[Opening Information section]

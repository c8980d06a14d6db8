use std::io::Write;
use std::sync::Arc;

use anyhow::{bail, Context, Result};
use clap::{Args, Parser, Subcommand};
use tracing::info;
use tracing_subscriber::EnvFilter;

use modelrace_core_sdk::config::validate_server_url;
use modelrace_core_sdk::prelude::*;

/**
 * \brief CLI 程序入口：配置 Provider、发起竞速与启动执行服务。
 */
#[derive(Parser, Debug)]
#[command(name = "modelrace", version, about = "Multi-provider AI execution engine")]
struct Cli {
    /** \brief SQLite 数据库路径 */
    #[arg(long, global = true, default_value = "modelrace.db")]
    db: String,

    #[command(subcommand)]
    command: Commands,
}

#[derive(Subcommand, Debug)]
enum Commands {
    /** \brief 管理 Provider 配置。 */
    #[command(subcommand)]
    Provider(ProviderCommand),

    /** \brief 查看或修改远程执行配置。 */
    Remote(RemoteArgs),

    /** \brief 开关本地遥测日志。 */
    Telemetry {
        #[arg(long, default_value_t = false)]
        enable: bool,
    },

    /**
     * \brief 发送一条消息；一个模型走 single，多个模型走 run-race。
     */
    Chat {
        /** \brief providerId/modelId，可重复 */
        #[arg(long = "model", required = true)]
        models: Vec<String>,
        #[arg(long)]
        prompt: String,
        #[arg(long)]
        system: Option<String>,
        /** \brief 图片 data URL，可重复 */
        #[arg(long = "image")]
        images: Vec<String>,
        #[arg(long)]
        temperature: Option<f64>,
        #[arg(long)]
        max_tokens: Option<u32>,
        #[arg(long)]
        timeout_ms: Option<u64>,
        /** \brief 不使用事件流，结束后一次性输出 */
        #[arg(long, default_value_t = false)]
        no_stream: bool,
        /** \brief 忽略远程配置 */
        #[arg(long, default_value_t = false)]
        local: bool,
    },

    /**
     * \brief 并发探测多个模型的延迟与状态。
     */
    TestRace {
        #[arg(long = "model", required = true)]
        models: Vec<String>,
        #[arg(long, default_value = "Hello")]
        prompt: String,
        #[arg(long)]
        timeout_ms: Option<u64>,
        #[arg(long, default_value_t = false)]
        local: bool,
    },

    /** \brief 检查远程执行服务是否可达。 */
    Health,

    /**
     * \brief 启动远程执行服务（始终本地执行）。
     */
    Serve {
        #[arg(long, default_value = "127.0.0.1:3000")]
        addr: String,
    },
}

#[derive(Subcommand, Debug)]
enum ProviderCommand {
    /** \brief 新增或覆盖 Provider 及其模型列表。 */
    Add {
        #[arg(long)]
        id: String,
        #[arg(long)]
        name: Option<String>,
        /** \brief openai-compatible / anthropic / google-ai / dify */
        #[arg(long = "type", default_value = "openai-compatible")]
        provider_type: String,
        #[arg(long)]
        api_key: Option<String>,
        #[arg(long, default_value = "")]
        base_url: String,
        #[arg(long, default_value = "")]
        default_base_url: String,
        /** \brief `id` 或 `id=显示名`，可重复 */
        #[arg(long = "model")]
        models: Vec<String>,
        #[arg(long)]
        temperature: Option<f64>,
        #[arg(long)]
        max_tokens: Option<u32>,
    },
    List,
    Remove {
        id: String,
    },
}

#[derive(Args, Debug)]
struct RemoteArgs {
    #[arg(long)]
    server_url: Option<String>,
    #[arg(long)]
    enabled: Option<bool>,
    #[arg(long)]
    timeout_ms: Option<u64>,
    #[arg(long)]
    retry_attempts: Option<u32>,
    #[arg(long)]
    retry_delay_ms: Option<u64>,
    #[arg(long)]
    fallback_to_local: Option<bool>,
}

#[tokio::main]
async fn main() -> Result<()> {
    tracing_subscriber::fmt()
        .with_env_filter(EnvFilter::try_from_default_env().unwrap_or_else(|_| EnvFilter::new("info")))
        .with_writer(std::io::stderr)
        .init();

    let cli = Cli::parse();

    let store = Arc::new(SqliteStore::open(&cli.db).context("open database failed")?);
    let telemetry_enabled = store.with_conn(db::get_telemetry_enabled).unwrap_or(false);
    telemetry::set_enabled(telemetry_enabled);

    match cli.command {
        Commands::Provider(command) => provider_command(&store, command)?,
        Commands::Remote(args) => remote_command(&store, args)?,
        Commands::Telemetry { enable } => {
            store
                .with_conn(|conn| db::set_telemetry_enabled(conn, enable))
                .context("save telemetry failed")?;
            telemetry::set_enabled(enable);
            println!("Telemetry {}", if enable { "enabled" } else { "disabled" });
        }
        Commands::Chat {
            models,
            prompt,
            system,
            images,
            temperature,
            max_tokens,
            timeout_ms,
            no_stream,
            local,
        } => {
            let mode = if models.len() > 1 {
                ExecutionMode::RunRace
            } else {
                ExecutionMode::Single
            };
            let mut messages = Vec::new();
            if let Some(system) = system {
                messages.push(Message::system(system));
            }
            let mut user = Message::user(prompt.as_str());
            if !images.is_empty() {
                user = user.with_images(images);
            }
            messages.push(user);

            let config = ExecutionConfig {
                temperature,
                max_tokens,
                timeout_ms,
                is_race_mode: Some(mode == ExecutionMode::RunRace),
                ..ExecutionConfig::with_models(models)
            };
            telemetry::log_event(
                "cli.chat",
                &format!("mode={mode} models={} prompt_len={}", config.models.len(), prompt.len()),
            );

            let dispatcher = dispatcher(&store);
            let mut request = ExecutionRequest::new(mode, messages, config);
            if local {
                request = request.force_local();
            }
            let result = if no_stream {
                let result = dispatcher.dispatch(request).await?.into_completion()?;
                println!("{}", result.content);
                result
            } else {
                chat_streamed(&dispatcher, request).await?
            };
            info!(model = %result.full_model_id, streamed = result.streamed, "chat finished");
        }
        Commands::TestRace {
            models,
            prompt,
            timeout_ms,
            local,
        } => {
            let config = ExecutionConfig {
                timeout_ms,
                ..ExecutionConfig::with_models(models)
            };
            let mut request =
                ExecutionRequest::new(ExecutionMode::TestRace, vec![Message::user(prompt)], config);
            if local {
                request = request.force_local();
            }
            let entries = dispatcher(&store).dispatch(request).await?.into_race_report()?;
            println!("{:<36} {:<20} {:>9}  STATUS", "MODEL", "PROVIDER", "LATENCY");
            for entry in entries {
                println!(
                    "{:<36} {:<20} {:>7}ms  {}{}",
                    entry.full_model_id,
                    entry.provider,
                    entry.latency,
                    entry.status,
                    entry.error.map(|e| format!(" - {e}")).unwrap_or_default()
                );
            }
        }
        Commands::Health => {
            let config = store.with_conn(db::get_remote_config).context("load remote config failed")?;
            validate_server_url(&config.server_url)?;
            let client = RemoteClient::new(&config);
            match client.health_check().await {
                Ok(()) => println!("{} is reachable", client.server_url()),
                Err(err) => bail!("{} is unreachable: {err}", client.server_url()),
            }
        }
        Commands::Serve { addr } => {
            let engine = Engine::new(store.clone(), Arc::new(DefaultLang));
            server::run(&addr, Arc::new(Dispatcher::local_only(engine))).await?;
        }
    }

    Ok(())
}

fn dispatcher(store: &Arc<SqliteStore>) -> Dispatcher {
    let engine = Engine::new(store.clone(), Arc::new(DefaultLang));
    Dispatcher::new(engine, store.clone())
}

async fn chat_streamed(dispatcher: &Dispatcher, request: ExecutionRequest) -> Result<ExecutionResult> {
    let (sink, mut events) = StreamSink::channel();
    let printer = tokio::spawn(async move {
        let mut stdout = std::io::stdout();
        while let Some(event) = events.recv().await {
            if let StreamEvent::Chunk { chunk } = event {
                print!("{chunk}");
                stdout.flush().ok();
            }
        }
    });
    let outcome = dispatcher.dispatch(request.with_stream(sink)).await;
    printer.await.context("output task failed")?;
    println!();
    Ok(outcome?.into_completion()?)
}

fn provider_command(store: &SqliteStore, command: ProviderCommand) -> Result<()> {
    match command {
        ProviderCommand::Add {
            id,
            name,
            provider_type,
            api_key,
            base_url,
            default_base_url,
            models,
            temperature,
            max_tokens,
        } => {
            let provider = ProviderConfig {
                name: name.unwrap_or_else(|| id.clone()),
                provider_id: id,
                provider_type: ProviderType::parse(&provider_type),
                api_key,
                base_url,
                default_base_url,
                temperature,
                max_tokens,
                models: models.iter().map(|raw| parse_model(raw)).collect(),
            };
            if provider.effective_base_url().is_empty() {
                bail!("either --base-url or --default-base-url is required");
            }
            store
                .with_conn(|conn| db::upsert_provider(conn, &provider))
                .context("save provider failed")?;
            println!(
                "Saved provider {} ({} | {} | {} models)",
                provider.provider_id,
                provider.provider_type,
                provider.effective_base_url(),
                provider.models.len()
            );
        }
        ProviderCommand::List => {
            for provider in store.all_providers() {
                let models: Vec<_> = provider.models.iter().map(|m| m.id.as_str()).collect();
                println!(
                    "{}\t{}\t{}\t{}",
                    provider.provider_id,
                    provider.provider_type,
                    provider.effective_base_url(),
                    models.join(",")
                );
            }
        }
        ProviderCommand::Remove { id } => {
            let removed = store
                .with_conn(|conn| db::delete_provider(conn, &id))
                .context("delete provider failed")?;
            if !removed {
                bail!("provider {id} not found");
            }
            println!("Removed provider {id}");
        }
    }
    Ok(())
}

fn parse_model(raw: &str) -> ModelDescriptor {
    match raw.split_once('=') {
        Some((id, display)) => ModelDescriptor {
            id: id.trim().to_string(),
            display_name: display.trim().to_string(),
        },
        None => ModelDescriptor {
            id: raw.trim().to_string(),
            display_name: raw.trim().to_string(),
        },
    }
}

fn remote_command(store: &SqliteStore, args: RemoteArgs) -> Result<()> {
    let mut config = store.with_conn(db::get_remote_config).context("load remote config failed")?;
    let RemoteArgs {
        server_url,
        enabled,
        timeout_ms,
        retry_attempts,
        retry_delay_ms,
        fallback_to_local,
    } = args;
    let changed = server_url.is_some()
        || enabled.is_some()
        || timeout_ms.is_some()
        || retry_attempts.is_some()
        || retry_delay_ms.is_some()
        || fallback_to_local.is_some();

    if let Some(url) = server_url {
        validate_server_url(&url)?;
        config.server_url = url;
    }
    if let Some(enabled) = enabled {
        config.enabled = enabled;
    }
    if let Some(ms) = timeout_ms {
        config.timeout_ms = ms;
    }
    if let Some(n) = retry_attempts {
        config.retry_attempts = n;
    }
    if let Some(ms) = retry_delay_ms {
        config.retry_delay_ms = ms;
    }
    if let Some(fallback) = fallback_to_local {
        config.fallback_to_local = fallback;
    }
    if config.enabled {
        validate_server_url(&config.server_url)?;
    }
    if changed {
        store
            .with_conn(|conn| db::set_remote_config(conn, &config))
            .context("save remote config failed")?;
    }
    println!("{}", serde_json::to_string_pretty(&config)?);
    Ok(())
}
#![allow(dead_code)]

use std::sync::Arc;
use std::time::Duration;

use serde_json::{json, Value};
use tokio::sync::mpsc::UnboundedReceiver;

use modelrace_core_sdk::prelude::*;
use modelrace_core_sdk::simulator::SimulatorOptions;

/// OpenAI-compatible provider whose endpoint lives on a mock server.
pub fn openai(id: &str, endpoint: String) -> ProviderConfig {
    ProviderConfig {
        provider_id: id.to_string(),
        name: format!("{id} provider"),
        provider_type: ProviderType::OpenaiCompatible,
        api_key: Some("sk-test".to_string()),
        base_url: endpoint,
        default_base_url: String::new(),
        temperature: None,
        max_tokens: None,
        models: vec![ModelDescriptor {
            id: "m1".to_string(),
            display_name: "Model One".to_string(),
        }],
    }
}

pub fn engine(providers: Vec<ProviderConfig>) -> Engine {
    Engine::new(Arc::new(InMemoryRegistry::new(providers)), Arc::new(DefaultLang)).with_simulator(
        SimulatorOptions {
            chunk_size: 4,
            delay: Duration::ZERO,
            punctuation_pause: Duration::ZERO,
        },
    )
}

pub fn completion(content: &str) -> Value {
    json!({ "choices": [{ "message": { "role": "assistant", "content": content } }] })
}

pub fn sse(frames: &[Value]) -> String {
    let mut body = String::new();
    for frame in frames {
        body.push_str(&format!("data: {frame}\n\n"));
    }
    body.push_str("data: [DONE]\n\n");
    body
}

pub fn delta(text: &str) -> Value {
    json!({ "choices": [{ "delta": { "content": text } }] })
}

pub fn drain(rx: &mut UnboundedReceiver<StreamEvent>) -> Vec<StreamEvent> {
    let mut events = Vec::new();
    while let Ok(event) = rx.try_recv() {
        events.push(event);
    }
    events
}

pub fn chunks(events: &[StreamEvent]) -> String {
    events
        .iter()
        .filter_map(|e| match e {
            StreamEvent::Chunk { chunk } => Some(chunk.as_str()),
            _ => None,
        })
        .collect()
}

[Closing Information section]

# Goal of the exercise:
If a line in the listing contains the string "entry", count it; then give only the number of such lines.

# Task solution:
6